O no. Porque un tal Jeffrey W. Robbins, al que yo no tenía el gusto de conocer, además de editar la obra le ha colocado una introducción. Hubiese estado bien informarse, pero quizás no ha tenido demasiado tiempo. Sin embargo, hay que leerse la introducción sobre todo para llenar los márgenes con notas de indignación... Ni se menciona a Kitamori, pero sí a los norteamericanos que lanzaron en los sesenta la teología de la muerte de Dios (ya dijo alguien por Málaga que tenía un fuerte olor a la bebida ésa chusca, la cocacola). Se le conoció también con el nombre de teología radical (falsificando, de paso, la raíz de la palabra “radical”, una verdadera pena). No lo negaré: leí a Altizer, a Vahanian, a Robinson y, sobre todo, a Harvey Cox (quien según propia confesión en La seducción del espíritu, alcanzó a ver el punto omega de Teilhard en un jacuzzi, que no es moco de pavo; pero se lo puedo perdonar porque unas páginas más adelante habla con respeto de Here comes the sun, de George Harrison); pero tengo para mí que éstos se quedaron un poco en la superficie de los problemas. Mañana, o cuando pueda si puedo, seguiré.

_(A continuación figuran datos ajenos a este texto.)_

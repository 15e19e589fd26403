// OPCUA for Rust
// SPDX-License-Identifier: MPL-2.0
// Copyright (C) 2017-2024 Adam Lock

//! Contains the implementation of `ExpandedNodeId`.

use std::{
    self, fmt,
    io::{Read, Write},
    str::FromStr,
};

use crate::{
    byte_string::ByteString,
    encoding::*,
    guid::Guid,
    node_id::{Identifier, NodeId},
    status_code::StatusCode,
    string::*,
};

/// A NodeId that allows the namespace URI to be specified instead of an index. When a namespace
/// URI is present, receivers that resolve namespaces by URI ignore the index in the inner node id.
/// The server index is used for addressing nodes that live on another server.
#[derive(PartialEq, Eq, Hash, Debug, Clone, Serialize, Deserialize)]
pub struct ExpandedNodeId {
    pub node_id: NodeId,
    pub namespace_uri: UAString,
    pub server_index: u32,
}

impl BinaryEncoder<ExpandedNodeId> for ExpandedNodeId {
    fn byte_len(&self) -> usize {
        let mut size = self.node_id.byte_len();
        if !self.namespace_uri.is_null() {
            size += self.namespace_uri.byte_len();
        }
        if self.server_index != 0 {
            size += self.server_index.byte_len();
        }
        size
    }

    fn encode<S: Write>(&self, stream: &mut S) -> EncodingResult<usize> {
        let mut size: usize = 0;

        // The namespace uri and server index are signalled by two flag bits in the encoding byte,
        // independent of the identifier variant in the low nibble.
        let mut data_encoding = 0;
        if !self.namespace_uri.is_null() {
            data_encoding |= 0x80;
        }
        if self.server_index != 0 {
            data_encoding |= 0x40;
        }

        // Type determines the byte code
        match &self.node_id.identifier {
            Identifier::Numeric(value) => {
                if self.node_id.namespace == 0 && *value <= 255 {
                    // node id fits into 2 bytes when the namespace is 0 and the value <= 255
                    size += write_u8(stream, data_encoding)?;
                    size += write_u8(stream, *value as u8)?;
                } else if self.node_id.namespace <= 255 && *value <= 65535 {
                    // node id fits into 4 bytes when namespace <= 255 and value <= 65535
                    size += write_u8(stream, data_encoding | 0x1)?;
                    size += write_u8(stream, self.node_id.namespace as u8)?;
                    size += write_u16(stream, *value as u16)?;
                } else {
                    // full node id
                    size += write_u8(stream, data_encoding | 0x2)?;
                    size += write_u16(stream, self.node_id.namespace)?;
                    size += write_u32(stream, *value)?;
                }
            }
            Identifier::String(value) => {
                size += write_u8(stream, data_encoding | 0x3)?;
                size += write_u16(stream, self.node_id.namespace)?;
                size += value.encode(stream)?;
            }
            Identifier::Guid(value) => {
                size += write_u8(stream, data_encoding | 0x4)?;
                size += write_u16(stream, self.node_id.namespace)?;
                size += value.encode(stream)?;
            }
            Identifier::ByteString(ref value) => {
                size += write_u8(stream, data_encoding | 0x5)?;
                size += write_u16(stream, self.node_id.namespace)?;
                size += value.encode(stream)?;
            }
        }
        if !self.namespace_uri.is_null() {
            size += self.namespace_uri.encode(stream)?;
        }
        if self.server_index != 0 {
            size += self.server_index.encode(stream)?;
        }
        assert_eq!(size, self.byte_len());
        Ok(size)
    }

    fn decode<S: Read>(stream: &mut S, decoding_options: &DecodingOptions) -> EncodingResult<Self> {
        let data_encoding = read_u8(stream)?;
        let identifier = data_encoding & 0x0f;
        let node_id = match identifier {
            0x0 => {
                let value = read_u8(stream)?;
                NodeId::new(0, u32::from(value))
            }
            0x1 => {
                let namespace = read_u8(stream)?;
                let value = read_u16(stream)?;
                NodeId::new(u16::from(namespace), u32::from(value))
            }
            0x2 => {
                let namespace = read_u16(stream)?;
                let value = read_u32(stream)?;
                NodeId::new(namespace, value)
            }
            0x3 => {
                let namespace = read_u16(stream)?;
                let value = UAString::decode(stream, decoding_options)?;
                NodeId::new(namespace, value)
            }
            0x4 => {
                let namespace = read_u16(stream)?;
                let value = Guid::decode(stream, decoding_options)?;
                NodeId::new(namespace, value)
            }
            0x5 => {
                let namespace = read_u16(stream)?;
                let value = ByteString::decode(stream, decoding_options)?;
                NodeId::new(namespace, value)
            }
            _ => {
                error!("Unrecognized expanded node id type {}", identifier);
                return Err(StatusCode::BadDecodingError);
            }
        };

        // Optional stuff
        let namespace_uri = if data_encoding & 0x80 != 0 {
            UAString::decode(stream, decoding_options)?
        } else {
            UAString::null()
        };
        let server_index = if data_encoding & 0x40 != 0 {
            u32::decode(stream, decoding_options)?
        } else {
            0
        };

        Ok(ExpandedNodeId {
            node_id,
            namespace_uri,
            server_index,
        })
    }
}

impl<'a> Into<ExpandedNodeId> for &'a NodeId {
    fn into(self) -> ExpandedNodeId {
        self.clone().into()
    }
}

impl From<NodeId> for ExpandedNodeId {
    fn from(v: NodeId) -> Self {
        ExpandedNodeId {
            node_id: v,
            namespace_uri: UAString::null(),
            server_index: 0,
        }
    }
}

impl fmt::Display for ExpandedNodeId {
    fn fmt(&self, f: &mut fmt::Formatter) -> fmt::Result {
        // Formatted depending on the namespace uri being empty or not.
        if self.namespace_uri.is_empty() {
            // svr=<serverindex>;ns=<namespaceindex>;<type>=<value>
            write!(f, "svr={};{}", self.server_index, self.node_id)
        } else {
            // The % and ; chars have to be escaped out in the uri
            let namespace_uri = String::from(self.namespace_uri.as_ref())
                .replace('%', "%25")
                .replace(';', "%3b");
            // svr=<serverindex>;nsu=<uri>;<type>=<value>
            write!(
                f,
                "svr={};nsu={};{}",
                self.server_index, namespace_uri, self.node_id.identifier
            )
        }
    }
}

impl FromStr for ExpandedNodeId {
    type Err = StatusCode;
    fn from_str(s: &str) -> std::result::Result<Self, Self::Err> {
        use regex::Regex;

        // Parses a node from a string using the format specified in 5.3.1.11 part 6
        //
        // svr=<serverindex>;ns=<namespaceindex>;<type>=<value>
        // or
        // svr=<serverindex>;nsu=<uri>;<type>=<value>

        lazy_static! {
            // Contains capture groups "svr", either "ns" or "nsu" and then "t" for type
            static ref RE: Regex = Regex::new(r"^svr=(?P<svr>[0-9]+);(ns=(?P<ns>[0-9]+)|nsu=(?P<nsu>[^;]+));(?P<t>[isgb]=.+)$").unwrap();
        }

        let captures = RE.captures(s).ok_or(StatusCode::BadNodeIdInvalid)?;

        // Server index
        let server_index = captures
            .name("svr")
            .ok_or(StatusCode::BadNodeIdInvalid)
            .and_then(|server_index| {
                server_index
                    .as_str()
                    .parse::<u32>()
                    .map_err(|_| StatusCode::BadNodeIdInvalid)
            })?;

        // Check for namespace uri
        let namespace_uri = if let Some(nsu) = captures.name("nsu") {
            // The % and ; chars need to be unescaped
            let nsu = String::from(nsu.as_str())
                .replace("%3b", ";")
                .replace("%25", "%");
            UAString::from(nsu)
        } else {
            UAString::null()
        };

        let namespace = if let Some(ns) = captures.name("ns") {
            ns.as_str()
                .parse::<u16>()
                .map_err(|_| StatusCode::BadNodeIdInvalid)?
        } else {
            0
        };

        // Type identifier
        let t = captures.name("t").unwrap();
        Identifier::from_str(t.as_str())
            .map(|t| ExpandedNodeId {
                server_index,
                namespace_uri,
                node_id: NodeId::new(namespace, t),
            })
            .map_err(|_| StatusCode::BadNodeIdInvalid)
    }
}

impl ExpandedNodeId {
    /// Creates an expanded node id from a node id
    pub fn new<T>(value: T) -> ExpandedNodeId
    where
        T: 'static + Into<ExpandedNodeId>,
    {
        value.into()
    }

    pub fn null() -> ExpandedNodeId {
        Self::new(NodeId::null())
    }

    pub fn is_null(&self) -> bool {
        self.node_id.is_null()
    }
}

*Allá por 1984 se me ocurrió usar en la discusión que siguió a una mesa redonda el término posmodernidad a propósito de la religión. El principal ponente, cuyo nombre ocultaré para no ser malo, dirigió indignado el dedo contra mí diciendo que él hablaba del theós aristotélico. Claro que peor fue otro profesor de filosofía que me expulsó de clase por discutirle, unos años antes, la cutre explicación que había ofrecido de la dialéctica hegeliana. El primero pertenecía a una conocida obra mientras que el segundo, un trepador, era miembro del partido político hegemónico en la comunidad. El diálogo siempre ha presidido las discusiones en este bendito país, aunque tiene un significado diferente, por lo que sé, en el resto del mundo.